Aim of the exercise:
Repeat the listing below line for line, exactly as shown.

Data under study:
========================================================================
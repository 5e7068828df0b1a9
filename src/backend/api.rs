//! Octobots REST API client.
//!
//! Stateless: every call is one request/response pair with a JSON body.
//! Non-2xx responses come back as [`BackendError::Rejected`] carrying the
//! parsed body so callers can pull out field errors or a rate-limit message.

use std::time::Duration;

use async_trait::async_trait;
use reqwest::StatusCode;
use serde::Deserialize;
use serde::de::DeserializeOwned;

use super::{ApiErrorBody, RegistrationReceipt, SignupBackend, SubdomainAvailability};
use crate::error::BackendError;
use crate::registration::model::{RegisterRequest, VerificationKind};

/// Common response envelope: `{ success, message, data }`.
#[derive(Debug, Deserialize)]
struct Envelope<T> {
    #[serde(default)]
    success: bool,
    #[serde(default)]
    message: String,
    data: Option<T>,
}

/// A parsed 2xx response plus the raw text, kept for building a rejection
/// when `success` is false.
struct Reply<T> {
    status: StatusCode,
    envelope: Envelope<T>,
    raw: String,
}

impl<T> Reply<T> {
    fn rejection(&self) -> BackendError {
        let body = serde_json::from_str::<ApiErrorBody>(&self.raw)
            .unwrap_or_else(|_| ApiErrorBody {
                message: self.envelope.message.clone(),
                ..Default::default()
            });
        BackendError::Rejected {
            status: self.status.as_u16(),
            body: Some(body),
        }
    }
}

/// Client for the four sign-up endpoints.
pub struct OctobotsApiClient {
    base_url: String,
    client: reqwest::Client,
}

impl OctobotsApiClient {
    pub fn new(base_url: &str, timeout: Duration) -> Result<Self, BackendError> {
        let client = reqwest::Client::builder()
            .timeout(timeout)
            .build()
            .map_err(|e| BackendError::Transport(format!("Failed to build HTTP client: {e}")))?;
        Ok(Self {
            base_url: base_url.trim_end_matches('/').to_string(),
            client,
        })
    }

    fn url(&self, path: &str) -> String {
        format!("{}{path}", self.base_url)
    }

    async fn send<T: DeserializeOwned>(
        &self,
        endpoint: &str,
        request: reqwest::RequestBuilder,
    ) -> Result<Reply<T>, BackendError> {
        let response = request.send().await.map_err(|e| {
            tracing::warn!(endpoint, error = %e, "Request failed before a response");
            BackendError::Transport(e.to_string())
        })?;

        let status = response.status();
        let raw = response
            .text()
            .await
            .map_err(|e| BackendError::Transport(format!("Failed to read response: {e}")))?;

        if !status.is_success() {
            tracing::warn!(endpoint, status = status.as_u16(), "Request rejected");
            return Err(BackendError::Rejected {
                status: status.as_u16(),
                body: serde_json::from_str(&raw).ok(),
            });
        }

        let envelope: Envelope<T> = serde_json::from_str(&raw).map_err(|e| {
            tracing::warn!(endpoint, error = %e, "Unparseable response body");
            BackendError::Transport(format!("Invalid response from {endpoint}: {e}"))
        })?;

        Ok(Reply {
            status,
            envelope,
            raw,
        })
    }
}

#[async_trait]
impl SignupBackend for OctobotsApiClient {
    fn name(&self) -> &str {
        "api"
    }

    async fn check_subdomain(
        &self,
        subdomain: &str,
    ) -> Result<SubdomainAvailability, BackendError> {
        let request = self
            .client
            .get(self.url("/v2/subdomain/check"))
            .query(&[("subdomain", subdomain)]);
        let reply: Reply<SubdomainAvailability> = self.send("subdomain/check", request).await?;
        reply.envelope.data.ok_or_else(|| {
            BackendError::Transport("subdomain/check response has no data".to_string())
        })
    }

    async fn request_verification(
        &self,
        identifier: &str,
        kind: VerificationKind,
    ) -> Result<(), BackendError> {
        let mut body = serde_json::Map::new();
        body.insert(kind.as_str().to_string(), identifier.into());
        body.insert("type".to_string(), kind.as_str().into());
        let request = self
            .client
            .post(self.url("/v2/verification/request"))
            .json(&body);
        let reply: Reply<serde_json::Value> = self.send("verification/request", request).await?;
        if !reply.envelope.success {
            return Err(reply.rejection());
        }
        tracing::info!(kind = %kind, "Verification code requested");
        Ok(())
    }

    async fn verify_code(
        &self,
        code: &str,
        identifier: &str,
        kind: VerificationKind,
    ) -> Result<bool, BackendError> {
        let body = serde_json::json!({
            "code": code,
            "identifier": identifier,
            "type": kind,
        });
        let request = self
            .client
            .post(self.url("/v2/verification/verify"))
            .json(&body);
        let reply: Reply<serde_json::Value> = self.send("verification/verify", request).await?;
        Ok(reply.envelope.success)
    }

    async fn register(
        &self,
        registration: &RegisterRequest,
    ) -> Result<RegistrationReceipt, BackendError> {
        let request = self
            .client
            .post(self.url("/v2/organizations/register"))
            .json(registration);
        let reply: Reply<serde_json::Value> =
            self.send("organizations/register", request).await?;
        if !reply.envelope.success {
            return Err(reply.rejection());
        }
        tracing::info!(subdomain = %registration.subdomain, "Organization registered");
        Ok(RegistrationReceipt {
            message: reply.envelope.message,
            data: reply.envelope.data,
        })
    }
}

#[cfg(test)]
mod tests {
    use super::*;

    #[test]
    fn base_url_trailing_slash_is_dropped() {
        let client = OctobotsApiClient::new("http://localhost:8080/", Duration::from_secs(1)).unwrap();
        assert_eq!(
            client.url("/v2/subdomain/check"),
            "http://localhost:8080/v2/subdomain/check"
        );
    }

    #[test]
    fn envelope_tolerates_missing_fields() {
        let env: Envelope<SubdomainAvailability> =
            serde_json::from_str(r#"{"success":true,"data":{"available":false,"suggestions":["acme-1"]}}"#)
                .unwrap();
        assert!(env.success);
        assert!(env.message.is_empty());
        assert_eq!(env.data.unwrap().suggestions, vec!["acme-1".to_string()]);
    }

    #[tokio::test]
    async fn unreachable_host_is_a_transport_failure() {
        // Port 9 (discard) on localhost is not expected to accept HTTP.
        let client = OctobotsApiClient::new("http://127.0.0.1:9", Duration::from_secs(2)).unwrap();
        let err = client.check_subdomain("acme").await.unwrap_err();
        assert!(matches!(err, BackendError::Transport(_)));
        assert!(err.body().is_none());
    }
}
========================================================================
Output of the exercise:
repository 5e7068828df0b1a9
filename src/backend/api.rs
//! Octobots REST API client.
//!
//! Stateless: every call is one request/response pair with a JSON body.
//! Non-2xx responses come back as [`BackendError::Rejected`] carrying the
//! parsed body so callers can pull out field errors or a rate-limit message.

use std::time::Duration;

use async_trait::async_trait;
use reqwest::StatusCode;
use serde::Deserialize;
use serde::de::DeserializeOwned;

use super::{ApiErrorBody, RegistrationReceipt, SignupBackend, SubdomainAvailability};
use crate::error::BackendError;
use crate::registration::model::{RegisterRequest, VerificationKind};

/// Common response envelope: `{ success, message, data }`.
#[derive(Debug, Deserialize)]
struct Envelope<T> {
    #[serde(default)]
    success: bool,
    #[serde(default)]
    message: String,
    data: Option<T>,
}

/// A parsed 2xx response plus the raw text, kept for building a rejection
/// when `success` is false.
struct Reply<T> {
    status: StatusCode,
    envelope: Envelope<T>,
    raw: String,
}

impl<T> Reply<T> {
    fn rejection(&self) -> BackendError {
        let body = serde_json::from_str::<ApiErrorBody>(&self.raw)
            .unwrap_or_else(|_| ApiErrorBody {
                message: self.envelope.message.clone(),
                ..Default::default()
            });
        BackendError::Rejected {
            status: self.status.as_u16(),
            body: Some(body),
        }
    }
}

/// Client for the four sign-up endpoints.
pub struct OctobotsApiClient {
    base_url: String,
    client: reqwest::Client,
}

impl OctobotsApiClient {
    pub fn new(base_url: &str, timeout: Duration) -> Result<Self, BackendError> {
        let client = reqwest::Client::builder()
            .timeout(timeout)
            .build()
            .map_err(|e| BackendError::Transport(format!("Failed to build HTTP client: {e}")))?;
        Ok(Self {
            base_url: base_url.trim_end_matches('/').to_string(),
            client,
        })
    }

    fn url(&self, path: &str) -> String {
        format!("{}{path}", self.base_url)
    }

    async fn send<T: DeserializeOwned>(
        &self,
        endpoint: &str,
        request: reqwest::RequestBuilder,
    ) -> Result<Reply<T>, BackendError> {
        let response = request.send().await.map_err(|e| {
            tracing::warn!(endpoint, error = %e, "Request failed before a response");
            BackendError::Transport(e.to_string())
        })?;

        let status = response.status();
        let raw = response
            .text()
            .await
            .map_err(|e| BackendError::Transport(format!("Failed to read response: {e}")))?;

        if !status.is_success() {
            tracing::warn!(endpoint, status = status.as_u16(), "Request rejected");
            return Err(BackendError::Rejected {
                status: status.as_u16(),
                body: serde_json::from_str(&raw).ok(),
            });
        }

        let envelope: Envelope<T> = serde_json::from_str(&raw).map_err(|e| {
            tracing::warn!(endpoint, error = %e, "Unparseable response body");
            BackendError::Transport(format!("Invalid response from {endpoint}: {e}"))
        })?;

        Ok(Reply {
            status,
            envelope,
            raw,
        })
    }
}

#[async_trait]
impl SignupBackend for OctobotsApiClient {
    fn name(&self) -> &str {
        "api"
    }

    async fn check_subdomain(
        &self,
        subdomain: &str,
    ) -> Result<SubdomainAvailability, BackendError> {
        let request = self
            .client
            .get(self.url("/v2/subdomain/check"))
            .query(&[("subdomain", subdomain)]);
        let reply: Reply<SubdomainAvailability> = self.send("subdomain/check", request).await?;
        reply.envelope.data.ok_or_else(|| {
            BackendError::Transport("subdomain/check response has no data".to_string())
        })
    }

    async fn request_verification(
        &self,
        identifier: &str,
        kind: VerificationKind,
    ) -> Result<(), BackendError> {
        let mut body = serde_json::Map::new();
        body.insert(kind.as_str().to_string(), identifier.into());
        body.insert("type".to_string(), kind.as_str().into());
        let request = self
            .client
            .post(self.url("/v2/verification/request"))
            .json(&body);
        let reply: Reply<serde_json::Value> = self.send("verification/request", request).await?;
        if !reply.envelope.success {
            return Err(reply.rejection());
        }
        tracing::info!(kind = %kind, "Verification code requested");
        Ok(())
    }

    async fn verify_code(
        &self,
        code: &str,
        identifier: &str,
        kind: VerificationKind,
    ) -> Result<bool, BackendError> {
        let body = serde_json::json!({
            "code": code,
            "identifier": identifier,
            "type": kind,
        });
        let request = self
            .client
            .post(self.url("/v2/verification/verify"))
            .json(&body);
        let reply: Reply<serde_json::Value> = self.send("verification/verify", request).await?;
        Ok(reply.envelope.success)
    }

    async fn register(
        &self,
        registration: &RegisterRequest,
    ) -> Result<RegistrationReceipt, BackendError> {
        let request = self
            .client
            .post(self.url("/v2/organizations/register"))
            .json(registration);
        let reply: Reply<serde_json::Value> =
            self.send("organizations/register", request).await?;
        if !reply.envelope.success {
            return Err(reply.rejection());
        }
        tracing::info!(subdomain = %registration.subdomain, "Organization registered");
        Ok(RegistrationReceipt {
            message: reply.envelope.message,
            data: reply.envelope.data,
        })
    }
}

#[cfg(test)]
mod tests {
    use super::*;

    #[test]
    fn base_url_trailing_slash_is_dropped() {
        let client = OctobotsApiClient::new("http://localhost:8080/", Duration::from_secs(1)).unwrap();
        assert_eq!(
            client.url("/v2/subdomain/check"),
            "http://localhost:8080/v2/subdomain/check"
        );
    }

    #[test]
    fn envelope_tolerates_missing_fields() {
        let env: Envelope<SubdomainAvailability> =
            serde_json::from_str(r#"{"success":true,"data":{"available":false,"suggestions":["acme-1"]}}"#)
                .unwrap();
        assert!(env.success);
        assert!(env.message.is_empty());
        assert_eq!(env.data.unwrap().suggestions, vec!["acme-1".to_string()]);
    }

    #[tokio::test]
    async fn unreachable_host_is_a_transport_failure() {
        // Port 9 (discard) on localhost is not expected to accept HTTP.
        let client = OctobotsApiClient::new("http://127.0.0.1:9", Duration::from_secs(2)).unwrap();
        let err = client.check_subdomain("acme").await.unwrap_err();
        assert!(matches!(err, BackendError::Transport(_)));
        assert!(err.body().is_none());
    }
}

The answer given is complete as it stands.